INSTRUCTIONS FOR THE TASK: Transcribe the records word for word, beginning with the first line and ending with the line that contains "let conn = Connection::open(path)"; include nothing else.

******************************

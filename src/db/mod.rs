pub mod migrations;
pub mod schema;

use anyhow::{Context, Result};
use rusqlite::Connection;
use std::path::Path;

/// Open (or create) the Tenet database at the given path, with schema
/// initialized and migrations applied.
pub fn open_database(path: impl AsRef<Path>) -> Result<Connection> {
    let path = path.as_ref();

    // Ensure parent directory exists
    if let Some(parent) = path.parent() {
        std::fs::create_dir_all(parent)
            .with_context(|| format!("failed to create directory {}", parent.display()))?;
    }

    let conn = Connection::open(path)
        .with_context(|| format!("failed to open database at {}", path.display()))?;

    // Enable WAL mode for better concurrent read performance
    conn.pragma_update(None, "journal_mode", "WAL")?;
    // Enable foreign keys
    conn.pragma_update(None, "foreign_keys", "ON")?;

    schema::init_schema(&conn).context("failed to initialize schema")?;
    migrations::run_migrations(&conn).context("failed to run migrations")?;

    tracing::info!(path = %path.display(), "database initialized");
    Ok(conn)
}

/// Open an in-memory database for testing.
pub fn open_memory_database() -> Result<Connection> {
    let conn = Connection::open_in_memory().context("failed to open in-memory database")?;
    conn.pragma_update(None, "foreign_keys", "ON")?;
    schema::init_schema(&conn).context("failed to initialize schema")?;
    migrations::run_migrations(&conn).context("failed to run migrations")?;
    Ok(conn)
}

******************************

RESPONSE AREA:
filename src/db/mod.rs
pub mod migrations;
pub mod schema;

use anyhow::{Context, Result};
use rusqlite::Connection;
use std::path::Path;

/// Open (or create) the Tenet database at the given path, with schema
/// initialized and migrations applied.
pub fn open_database(path: impl AsRef<Path>) -> Result<Connection> {
    let path = path.as_ref();

    // Ensure parent directory exists
    if let Some(parent) = path.parent() {
        std::fs::create_dir_all(parent)
            .with_context(|| format!("failed to create directory {}", parent.display()))?;
    }

    let conn = Connection::open(path)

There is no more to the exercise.